In un studio di svoltaI ricercatori del MIT e della Tufts University hanno sviluppato un metodo di apprendimento automatico (ML) per accelerare il processo di scoperta dei farmaci.
Esistono vaste librerie di farmaci contenenti miliardi di composti diversi che potrebbero trattare efficacemente qualsiasi cosa, dal cancro alle malattie cardiache. La domanda è: come li troviamo?
La scoperta di farmaci è stata tradizionalmente un processo ad alta intensità di lavoro, con gli scienziati che dovevano testare ogni potenziale composto contro tutti i possibili bersagli - un'impresa lunga e costosa.
Per risolvere questo problema, i ricercatori hanno iniziato a utilizzare metodi computazionali per vagliare le librerie di composti farmacologici. Tuttavia, questo approccio richiede ancora molto tempo, poiché comporta il calcolo della struttura tridimensionale di ogni proteina bersaglio sulla base della sua sequenza di amminoacidi.
Tuttavia, il team del MIT e di Tufts ha ideato un nuovo approccio basato su un modello linguistico di grandi dimensioni (LLM), che è il tipo di modello che alimenta AI come ChatGPT. Il modello analizza vaste quantità di dati per determinare quali aminoacidi si abbinano probabilmente tra loro, analogamente a come i modelli linguistici come ChatGPT analizzano enormi volumi di testo per determinare quali parole si abbinano tra loro.

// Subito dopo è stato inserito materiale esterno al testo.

#[async_trait]
impl Writer for LlmWriter {
    async fn generate_structure(
        &self,
        example_text: &str,
        approach: Option<&str>,
        method: Option<&str>,
        analysis_text: &str,
    ) -> Result<Vec<SectionDescriptor>> {
        let example = if example_text.trim().is_empty() {
            "(no example provided, use a standard credit pack layout)"
        } else {
            example_text
        };

        let prompt = format!(
            r#"Propose the section structure for this credit pack.

APPROACH: {}
METHOD: {}

EXAMPLE CREDIT PACK:
---
{}
---

ANALYSIS:
---
{}
---

Return ONLY a JSON array in document order:
[{{"name": "Section name", "description": "what it covers", "detail_level": "brief|standard|detailed"}}]"#,
            approach.unwrap_or("unknown"),
            method.unwrap_or("unknown"),
            example,
            analysis_text,
        );

        let reply = self.model.ask(WRITER_SYSTEM, prompt).await?;
        let sections: Vec<SectionDescriptor> = parse_json_list(&reply.text, "structure")?;
        if sections.is_empty() {
            return Err(OrchestrationError::AgentError(
                "writer proposed an empty structure".to_string(),
            ));
        }
        Ok(sections)
    }

    async fn draft_section(
        &self,
        section: &SectionDescriptor,
        context: &DraftingContext<'_>,
    ) -> Result<SectionDraft> {
        let first = self
            .model
            .ask(WRITER_SYSTEM, Self::draft_prompt(section, context))
            .await?;
        let mut parsed = parse_draft(&first.text, &section.name);

        let mut queries = Vec::new();
        for question in std::mem::take(&mut parsed.questions) {
            let response = match self.analyst.answer_query(&question, context.analysis_text).await {
                Ok(answer) => answer,
                Err(e) => {
                    warn!(error = %e, "Analyst could not answer writer query");
                    format!("(no answer: {})", e)
                }
            };
            queries.push(AgentQuery {
                from: "writer".to_string(),
                to: "analyst".to_string(),
                query: question,
                response,
            });
        }

        if !queries.is_empty() {
            let answers = queries
                .iter()
                .map(|q| format!("Q: {}\nA: {}", q.query, q.response))
                .collect::<Vec<_>>()
                .join("\n\n");
            let revision = format!(
                "{}\n\nYOUR EARLIER DRAFT:\n---\n{}\n---\n\nTHE ANALYST ANSWERED:\n{}\n\nRevise the draft using these answers. Do not ask further questions.",
                Self::draft_prompt(section, context),
                parsed.content,
                answers
            );
            let second = self.model.ask(WRITER_SYSTEM, revision).await?;
            parsed = parse_draft(&second.text, &section.name);
        }

        Ok(SectionDraft {
            name: section.name.clone(),
            content: parsed.content,
            facts_used: non_empty(parsed.facts),
            missing_items: non_empty(parsed.missing),
            agent_queries: non_empty(queries),
        })
    }
}

#[derive(Debug, Default, PartialEq)]
struct ParsedDraft {
    content: String,
    facts: Vec<String>,
    missing: Vec<String>,
    questions: Vec<String>,
}

/// Lift marker lines out of a draft and drop a leading title that repeats the section name
fn parse_draft(reply: &str, section_name: &str) -> ParsedDraft {
    let mut parsed = ParsedDraft::default();
    let mut body = Vec::new();

    for line in reply.lines() {
        let trimmed = line.trim();
        if let Some(fact) = trimmed.strip_prefix("[FACT]") {
            parsed.facts.push(fact.trim().to_string());
        } else if let Some(missing) = trimmed.strip_prefix("[MISSING]") {
            parsed.missing.push(missing.trim().to_string());
        } else if let Some(question) = trimmed.strip_prefix("[ASK_ANALYST]") {
            parsed.questions.push(question.trim().to_string());
        } else {
            body.push(line);
        }
    }

    let first_content = body.iter().position(|l| !l.trim().is_empty());
    if let Some(i) = first_content {
        let title = body[i].trim().trim_start_matches('#').trim();
        if body[i].trim().starts_with('#') && title.eq_ignore_ascii_case(section_name) {
            body.remove(i);
        }
    }

    parsed.content = body.join("\n").trim().to_string();
    parsed
}

fn non_empty<T>(items: Vec<T>) -> Option<Vec<T>> {
    (!items.is_empty()).then_some(items)
}

/// Parse a JSON array from a model reply: bare, fenced, or embedded in prose
fn parse_json_list<T: DeserializeOwned>(reply: &str, what: &str) -> Result<Vec<T>> {
    let candidate = serde_json::from_str::<Value>(strip_code_fence(reply))
        .ok()
        .or_else(|| {
            let start = reply.find('[')?;
            let end = reply.rfind(']')?;
            (end > start)
                .then(|| serde_json::from_str::<Value>(&reply[start..=end]).ok())
                .flatten()
        })
        .ok_or_else(|| {
            OrchestrationError::AgentError(format!("could not find a JSON {} list in reply", what))
        })?;

    // Models sometimes wrap the list in an object
    let items = if candidate.is_array() {
        candidate
    } else {
        candidate
            .get(what)
            .or_else(|| candidate.as_object()?.values().find(|v| v.is_array()))
            .cloned()
            .unwrap_or(Value::Null)
    };

    serde_json::from_value(items).map_err(|e| {
        OrchestrationError::AgentError(format!("malformed {} list: {}", what, e))
    })
}

#[cfg(test)]
mod tests {
    use super::*;
    use crate::llm::ScriptedLlm;
    use crate::specialists::MockAnalyst;

    fn model(llm: Arc<ScriptedLlm>) -> AgentModel {
        AgentModel::new(llm, "test-model", 0.2, 1024)
    }

    #[test]
    fn test_extract_field() {
        let text = "Borrower is Acme.\n\n**APPROACH:** Full credit assessment\n- Method: Renewal";
        assert_eq!(extract_field(text, "approach").as_deref(), Some("Full credit assessment"));
        assert_eq!(extract_field(text, "method").as_deref(), Some("Renewal"));
        assert_eq!(extract_field(text, "tenor"), None);
    }

    #[test]
    fn test_parse_json_list_variants() {
        let bare: Vec<SectionDescriptor> =
            parse_json_list(r#"[{"name": "Summary"}]"#, "structure").unwrap();
        assert_eq!(bare[0].name, "Summary");

        let prose: Vec<SectionDescriptor> = parse_json_list(
            "Here you go:\n```json\n[{\"name\": \"A\"}, {\"name\": \"B\"}]\n```\nThanks",
            "structure",
        )
        .unwrap();
        assert_eq!(prose.len(), 2);

        let wrapped: Vec<Requirement> = parse_json_list(
            r#"{"requirements": [{"name": "Tenor", "value": "5y"}]}"#,
            "requirements",
        )
        .unwrap();
        assert!(wrapped[0].is_filled());

        assert!(parse_json_list::<SectionDescriptor>("no json here", "structure").is_err());
    }

    #[test]
    fn test_split_assessment() {
        let reply = "Deal is broadly compliant.\n\n```json\n[{\"criterion\": \"LTV\", \"status\": \"pass\", \"evidence\": \"62%\"}]\n```";
        let (text, checks) = split_assessment(reply);
        assert_eq!(text, "Deal is broadly compliant.");
        assert_eq!(checks.len(), 1);
        assert_eq!(checks[0].criterion, "LTV");

        let (text, checks) = split_assessment("No checks possible.");
        assert_eq!(text, "No checks possible.");
        assert!(checks.is_empty());
    }

    #[test]
    fn test_parse_draft_markers() {
        let reply = "## Executive Summary\n\nAcme requests EUR 25m.\n[FACT] Amount EUR 25m\n[MISSING] Audited 2023 accounts\n[ASK_ANALYST] What is the DSCR?";
        let parsed = parse_draft(reply, "Executive Summary");

        assert_eq!(parsed.content, "Acme requests EUR 25m.");
        assert_eq!(parsed.facts, vec!["Amount EUR 25m"]);
        assert_eq!(parsed.missing, vec!["Audited 2023 accounts"]);
        assert_eq!(parsed.questions, vec!["What is the DSCR?"]);
    }

    #[tokio::test]
    async fn test_analyst_parses_approach_and_method() {
        let llm = Arc::new(ScriptedLlm::new([
            "Acme Logistics seeks a EUR 25m term loan.\nAPPROACH: Full credit assessment\nMETHOD: New facility",
        ]));
        let analyst = LlmAnalyst::new(model(llm.clone()));

        let analysis = analyst.analyze("Acme teaser").await.unwrap();
        assert_eq!(analysis.approach.as_deref(), Some("Full credit assessment"));
        assert_eq!(analysis.method.as_deref(), Some("New facility"));
        assert!(llm.prompts()[0].contains("Acme teaser"));
    }

    #[tokio::test]
    async fn test_enhance_keeps_previous_approach() {
        let llm = Arc::new(ScriptedLlm::new(["Revised analysis without closing lines."]));
        let analyst = LlmAnalyst::new(model(llm));
        let current = Analysis {
            text: "old".into(),
            approach: Some("Short form".into()),
            method: Some("Renewal".into()),
            thinking: vec![],
        };

        let enhanced = analyst
            .enhance_analysis(&current, "stress the FX risk", "teaser")
            .await
            .unwrap();
        assert_eq!(enhanced.text, "Revised analysis without closing lines.");
        assert_eq!(enhanced.approach.as_deref(), Some("Short form"));
    }

    #[tokio::test]
    async fn test_writer_routes_questions_to_analyst() {
        let llm = Arc::new(ScriptedLlm::new([
            "First pass.\n[ASK_ANALYST] What is the leverage?",
            "Leverage is 3.1x per the analyst.\n[FACT] Leverage 3.1x",
        ]));
        let writer = LlmWriter::new(model(llm.clone()), Arc::new(MockAnalyst::default()));
        let section = SectionDescriptor::new("Financial Analysis", "Key ratios");
        let context = DraftingContext {
            analysis_text: "Leverage 3.1x",
            ..DraftingContext::default()
        };

        let draft = writer.draft_section(&section, &context).await.unwrap();

        assert_eq!(draft.name, "Financial Analysis");
        assert_eq!(draft.content, "Leverage is 3.1x per the analyst.");
        assert_eq!(draft.facts_used, Some(vec!["Leverage 3.1x".to_string()]));
        let queries = draft.agent_queries.unwrap();
        assert_eq!(queries[0].query, "What is the leverage?");
        assert_eq!(queries[0].response, "Answer to: What is the leverage?");
        assert!(llm.prompts()[1].contains("THE ANALYST ANSWERED"));
    }

    #[tokio::test]
    async fn test_structure_must_not_be_empty() {
        let llm = Arc::new(ScriptedLlm::new(["[]"]));
        let writer = LlmWriter::new(model(llm), Arc::new(MockAnalyst::default()));

        let err = writer.generate_structure("", None, None, "analysis").await.unwrap_err();
        assert!(err.to_string().contains("empty structure"));
    }
}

Questo nuovo modello, denominato ConPLexIl modello, che abbina le proteine bersaglio a potenziali molecole di farmaci senza calcolare le strutture delle molecole, ha permesso ai ricercatori di vagliare milioni di composti in un giorno. Il modello ha permesso ai ricercatori di esaminare oltre 100 milioni di composti in un giorno.
Bonnie Berger, professore di matematica Simons e capo del gruppo Computation and Biology del Computer Science and Artificial Intelligence Laboratory (CSAIL) del MIT, ha dichiarato: "Questo lavoro risponde alla necessità di uno screening in silico efficiente e accurato di potenziali candidati farmaci, e la scalabilità del modello consente di effettuare screening su larga scala per valutare gli effetti fuori bersaglio, la riproposizione dei farmaci e determinare l'impatto delle mutazioni sul legame con i farmaci".
L'intelligenza artificiale ottimizza lo screening e lo sviluppo dei farmaci
Un ostacolo fondamentale nel campo è stata la tendenza dei modelli esistenti a non scartare i composti "esca". Questi composti sono simili ai farmaci di successo ma non interagiscono bene con il bersaglio. Per escludere le esche, l'équipe ha incorporato una fase di addestramento che ha aiutato il modello a distinguere tra i farmaci veri e gli impostori.
I ricercatori hanno testato il modello ConPLex esaminando una libreria di circa 4.700 molecole di farmaci candidati contro una serie di 51 enzimi noti come protein-chinasi.
Dopo aver testato sperimentalmente 19 delle coppie farmaco-proteina più promettenti, ne hanno trovate 12 con una forte affinità di legame con il bersaglio.
Sebbene questo studio si sia concentrato principalmente su farmaci a piccole molecole, il team sta studiando come applicare questo approccio ad altri tipi di farmaci, come gli anticorpi terapeutici.
Il modello potrebbe anche eseguire degli screening di tossicità su potenziali composti farmacologici, assicurando che non producano effetti collaterali indesiderati prima di testarli su modelli animali.
Rohit Singh, ricercatore del CSAIL, afferma: "Parte del motivo per cui la scoperta di farmaci è così costosa è perché ha un'alta percentuale di fallimenti. Se riusciamo a ridurre queste percentuali di insuccesso dicendo in anticipo che questo farmaco non funzionerà, potremmo ridurre di molto i costi della scoperta di farmaci".
Eytan Ruppin, capo del Cancer Data Science Laboratory del National Cancer Institute, elogia l'approccio come una "svolta significativa nella previsione dell'interazione farmaco-target".
Alla fine di maggio, un altro gruppo di ricerca del MIT ha costruito un modello di screening degli antibiotici che funziona in modo simile a questo.
Il team ha utilizzato l'apprendimento automatico per esplorare migliaia di farmaci esistenti, individuando un particolare composto efficace contro i superbatteri resistenti agli antibiotici.